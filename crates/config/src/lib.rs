//! Configuration schema and loader for meshkv nodes.

use serde::{Deserialize, Serialize};
use std::path::PathBuf;

/// Top-level node configuration.
#[derive(Debug, Clone, Serialize, Deserialize)]
pub struct NodeConfig {
    /// The address this node's peer listener binds to, and the name
    /// the node is known by on the ring. Every node in the cluster
    /// must spell every address the same way, since node order is
    /// lexicographic by address.
    pub listen: String,

    /// Peer addresses forming the rest of the cluster. Empty means
    /// single-node operation.
    #[serde(default)]
    pub neighbors: Vec<String>,

    /// Cluster settings.
    #[serde(default)]
    pub cluster: ClusterConfig,

    /// Optional TLS material; when present, both the peer listener
    /// and outbound dials are TLS-wrapped.
    #[serde(default)]
    pub tls: Option<TlsConfig>,

    /// Address for the HTTP API. The API is disabled when absent.
    #[serde(default)]
    pub rest_listen: Option<String>,

    /// Optional Prometheus metrics HTTP port.
    #[serde(default)]
    pub metrics_port: Option<u16>,
}

#[derive(Debug, Clone, Serialize, Deserialize)]
pub struct ClusterConfig {
    /// Number of virtual partitions on the ring.
    #[serde(default = "default_partitions")]
    pub partitions: usize,

    /// How many times to retry a neighbor dial before giving up on
    /// the whole start.
    #[serde(default = "default_dial_retries")]
    pub dial_retries: usize,
}

impl Default for ClusterConfig {
    fn default() -> Self {
        Self {
            partitions: default_partitions(),
            dial_retries: default_dial_retries(),
        }
    }
}

/// Certificate/key pair enabling TLS between nodes. Peers are not
/// authenticated; the pair only arms transport encryption.
#[derive(Debug, Clone, Serialize, Deserialize)]
pub struct TlsConfig {
    pub cert_file: PathBuf,
    pub key_file: PathBuf,
}

// --- Defaults ---

fn default_partitions() -> usize {
    16_384
}
fn default_dial_retries() -> usize {
    5
}

// --- Loading ---

#[derive(Debug, thiserror::Error)]
pub enum ConfigError {
    #[error("failed to read config file: {0}")]
    Io(#[from] std::io::Error),
    #[error("failed to parse YAML: {0}")]
    Yaml(#[from] serde_yaml::Error),
    #[error("invalid config: {0}")]
    Invalid(String),
}

impl NodeConfig {
    /// Validate that configuration values are consistent.
    pub fn validate(&self) -> Result<(), ConfigError> {
        if !self.listen.contains(':') {
            return Err(ConfigError::Invalid(format!(
                "listen address {:?} is not a host:port pair",
                self.listen
            )));
        }
        for neighbor in &self.neighbors {
            if !neighbor.contains(':') {
                return Err(ConfigError::Invalid(format!(
                    "neighbor address {:?} is not a host:port pair",
                    neighbor
                )));
            }
        }
        if self.cluster.partitions == 0 {
            return Err(ConfigError::Invalid(
                "cluster.partitions must be > 0".into(),
            ));
        }
        Ok(())
    }
}

/// Load a `NodeConfig` from a YAML file path.
pub fn load_from_file(path: &std::path::Path) -> Result<NodeConfig, ConfigError> {
    let contents = std::fs::read_to_string(path)?;
    let config: NodeConfig = serde_yaml::from_str(&contents)?;
    config.validate()?;
    Ok(config)
}

/// Load a `NodeConfig` from a YAML string.
pub fn load_from_str(yaml: &str) -> Result<NodeConfig, ConfigError> {
    let config: NodeConfig = serde_yaml::from_str(yaml)?;
    config.validate()?;
    Ok(config)
}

----------

WHAT YOU WILL DO: Word for word, restate the listing above from its first line to the line with "pub struct TlsConfig", keeping both.

TASK ANSWER:
filename crates/config/src/lib.rs
//! Configuration schema and loader for meshkv nodes.

use serde::{Deserialize, Serialize};
use std::path::PathBuf;

/// Top-level node configuration.
#[derive(Debug, Clone, Serialize, Deserialize)]
pub struct NodeConfig {
    /// The address this node's peer listener binds to, and the name
    /// the node is known by on the ring. Every node in the cluster
    /// must spell every address the same way, since node order is
    /// lexicographic by address.
    pub listen: String,

    /// Peer addresses forming the rest of the cluster. Empty means
    /// single-node operation.
    #[serde(default)]
    pub neighbors: Vec<String>,

    /// Cluster settings.
    #[serde(default)]
    pub cluster: ClusterConfig,

    /// Optional TLS material; when present, both the peer listener
    /// and outbound dials are TLS-wrapped.
    #[serde(default)]
    pub tls: Option<TlsConfig>,

    /// Address for the HTTP API. The API is disabled when absent.
    #[serde(default)]
    pub rest_listen: Option<String>,

    /// Optional Prometheus metrics HTTP port.
    #[serde(default)]
    pub metrics_port: Option<u16>,
}

#[derive(Debug, Clone, Serialize, Deserialize)]
pub struct ClusterConfig {
    /// Number of virtual partitions on the ring.
    #[serde(default = "default_partitions")]
    pub partitions: usize,

    /// How many times to retry a neighbor dial before giving up on
    /// the whole start.
    #[serde(default = "default_dial_retries")]
    pub dial_retries: usize,
}

impl Default for ClusterConfig {
    fn default() -> Self {
        Self {
            partitions: default_partitions(),
            dial_retries: default_dial_retries(),
        }
    }
}

/// Certificate/key pair enabling TLS between nodes. Peers are not
/// authenticated; the pair only arms transport encryption.
#[derive(Debug, Clone, Serialize, Deserialize)]
pub struct TlsConfig {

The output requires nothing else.